He paused, and laughed. “But it also means a lot of pressure because [the media] keeps expecting you to do it.

“I try not to think about it and just go ahead and train the horses but if it happens, it’s great,” he continued. “I am proud of it because it’s Saratoga, and certainly on the East Coast it’s [considered] a premier track where everyone wants to win. And obviously on the owners’ side of it, it’s where they want to win. So, if I make myself happy, I am making the owners happy.”

Sheppard has done a masterful job of keeping his owners content over the years, and not just at Saratoga. For longtime client George Strawbridge Jr.’s Augustin Stable, Sheppard has trained multiple Eclipse Award winners, dating back to the 1970s. Café Prince captured two runnings of the prestigious G1 Colonial Cup in Camden, South Carolina, and won the Eclipse Award as Champion Steeplechase Horse in 1977-78.

In 2008, Sheppard earned his first Breeders’ Cup victory in the G1 Filly & Mare Turf at Santa Anita Park with the Strawbridge-owned Forever Together, a win that secured her the Eclipse Award in her division. A year later at Santa Anita, the ubiquitous white and green silks of the internationally successful Augustin Stable were seen in the winner’s circle, following the G1 Breeders’ Cup Filly & Mare Sprint with Informed Decision. With that win came another Eclipse Award.

Forever Together’s championship title is noteworthy because it provided her trainer with his first Eclipse Award with a flat runner, and distinguished him as the only trainer besides fellow Hall of Famer Sidney Watters, Jr. to have conditioned champions on both the flat and over jumps.

Sheppard said the accomplishments of Forever Together and Informed Decision are very meaningful to him.

“It shows people that I am not just about jumps and the grass,” he said. “Forever Together was a grass horse, but she wasn’t a marathon runner. And obviously, Informed Decision was the champion female sprinter, so it gives me a little wider appeal; something nice to have on my resumé. Shows that I am not one-dimensional. Shows that I can train on equal terms with some of the big-time trainers.”

There is no equal to Sheppard in the steeplechase world.

He is the first steeplechase trainer to reach 1,000 wins, and the first to surpass $20 million in earnings with his runners. When Sheppard reached that milestone in 2011, his nearest competitor, Jack Fisher, had less than half that amount.

Among his multiple jumping champions was Flatterer, a four-time Eclipse Award winner, a four-time winner of the Colonial Cup, and an American record-holder for packing 176 pounds to victory in the 1986 National Hunt Cup.

Sheppard said Flatterer, who like many of his good jumpers, began his career inauspiciously on the flat, was an extraordinary steeplechaser.

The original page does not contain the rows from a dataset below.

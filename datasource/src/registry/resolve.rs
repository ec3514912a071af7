//! The ordered resolution chain: alias, then dynamic URI, then relative path.

use std::sync::Arc;

use crate::definition::parse_source_url;
use crate::error::ResolveMiss;
use crate::source::Source;
use crate::{DatasourceError, DatasourceResult};

use super::SourceRegistry;

/// Outcome of one strategy. Hard failures travel in the surrounding `Err`.
pub(super) enum Lookup {
    Found(Arc<dyn Source>),
    Miss(String),
}

type Strategy = fn(&SourceRegistry, &str) -> DatasourceResult<Lookup>;

/// Strategies in the order they are attempted. The order is part of the
/// contract: an alias always shadows a URL with the same spelling.
pub(super) const STRATEGIES: [(&str, Strategy); 3] = [
    ("alias", by_alias),
    ("dynamic", by_dynamic),
    ("path", by_path),
];

/// Run every strategy until one finds a source.
pub(super) fn resolve(registry: &SourceRegistry, name: &str) -> DatasourceResult<Arc<dyn Source>> {
    let mut misses = Vec::with_capacity(STRATEGIES.len());
    for (strategy, attempt) in STRATEGIES {
        match attempt(registry, name)? {
            Lookup::Found(source) => {
                tracing::debug!(name, strategy, "resolved datasource");
                return Ok(source);
            }
            Lookup::Miss(reason) => {
                tracing::debug!(name, strategy, %reason, "resolution strategy missed");
                misses.push(ResolveMiss { strategy, reason });
            }
        }
    }
    Err(Arc::new(DatasourceError::Unresolved {
        name: name.to_owned(),
        misses,
    }))
}

fn by_alias(registry: &SourceRegistry, name: &str) -> DatasourceResult<Lookup> {
    Ok(registry.get(name).map_or_else(
        || Lookup::Miss("no alias registered".to_owned()),
        Lookup::Found,
    ))
}

fn by_dynamic(registry: &SourceRegistry, name: &str) -> DatasourceResult<Lookup> {
    miss_on_unrecognised(registry.dynamic(name, None))
}

fn by_path(registry: &SourceRegistry, name: &str) -> DatasourceResult<Lookup> {
    let url = match parse_source_url(name, registry.base_dir()) {
        Ok(url) => url,
        Err(err) => return miss_on_unrecognised(Err(err)),
    };
    miss_on_unrecognised(registry.register(name, url, None))
}

/// Treat "this string is not something I understand" as a miss and every
/// other failure as fatal to the whole resolution.
fn miss_on_unrecognised(result: DatasourceResult<Arc<dyn Source>>) -> DatasourceResult<Lookup> {
    match result {
        Ok(source) => Ok(Lookup::Found(source)),
        Err(err) => match &*err {
            DatasourceError::InvalidUrl { .. }
            | DatasourceError::UnsupportedScheme { .. }
            | DatasourceError::InvalidDefinition { .. } => Ok(Lookup::Miss(err.to_string())),
            _ => Err(err),
        },
    }
}
//! Canonical re-encoding of merged documents.

use std::sync::Arc;

use serde_json::Value;

use crate::{DatasourceError, DatasourceResult};

use super::MediaType;

/// Media type produced by [`to_yaml`].
pub(crate) const CANONICAL: MediaType = MediaType::Yaml;

/// Serialise `value` as YAML. Map keys are emitted in sorted order.
pub(crate) fn to_yaml(value: &Value) -> DatasourceResult<Vec<u8>> {
    serde_yaml::to_string(value)
        .map(String::into_bytes)
        .map_err(|e| Arc::new(DatasourceError::encode(CANONICAL, e)))
}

“He was a class above any horse I trained,” said Sheppard, who co-bred Flatterer with another of his longtime owners, William Pape. “Pretty much a phenomenon, really. Possibly, the best [steeplechase] horse we have seen here since the latter part of the last century.”

Born in the village of Ashwell in Hertfordshire, just north of London, Sheppard grew up on a farm occupied by cows and ponies. His father was a racing official, tasked with assigning weights to steeplechase horses in handicap events. Sheppard went to boarding school at Eton College and upon completion of his studies worked in London’s financial district. Sensing this was not a career path he wanted to continue on, Sheppard left for a year to work in America under the guidance of legendary steeplechase trainer Burley Cocks in Pennsylvania.

While there, he rode in jump races and worked as Cocks’ assistant. Sheppard briefly returned to England, but after his initial suspicion was confirmed – he wasn’t meant for a life behind the desk – he permanently relocated to the States in 1961.

Sheppard rode jumpers for a few years, but ultimately decided it wasn’t for him, and turned to training. The decision to remain in the U.S. to launch his training career was made for him since his father’s position as a racing official meant he could not obtain a license in England.

“When I started out riding, I envisioned being a bit more successful than I was,” Sheppard said. “Frankly, I am surprised I was any good at all because I didn’t think I was suited to it. Those [jump jockeys] are pretty tough and I don’t consider myself that way. I was a good rider, and a fairly good horseman, but not tough as a race rider, I wasn’t going to pick up the stick and do much if I thought they were doing their best anyway, and I could get a good second or third out of it. I didn’t quite have the killer instinct, and I liked the horses too much.”

He said being a native of Britain had its advantages when he began cultivating clients at the start of training career.

“People think the English have some sort of innate experience [with horses],” said Sheppard, who saddled his first winner in 1966 in Maryland. “That is mostly BS, but if people think that, it’s fine. I was a little different than others. I was the preppy little English boy with a nice accent and good manners, and I think it probably helped.”

Sheppard and Divine Fortune at Saratoga Race Course. Photo: Barbara D. Livingston.

Nowadays, it’s Sheppard’s horsemanship skill for which he is recognized.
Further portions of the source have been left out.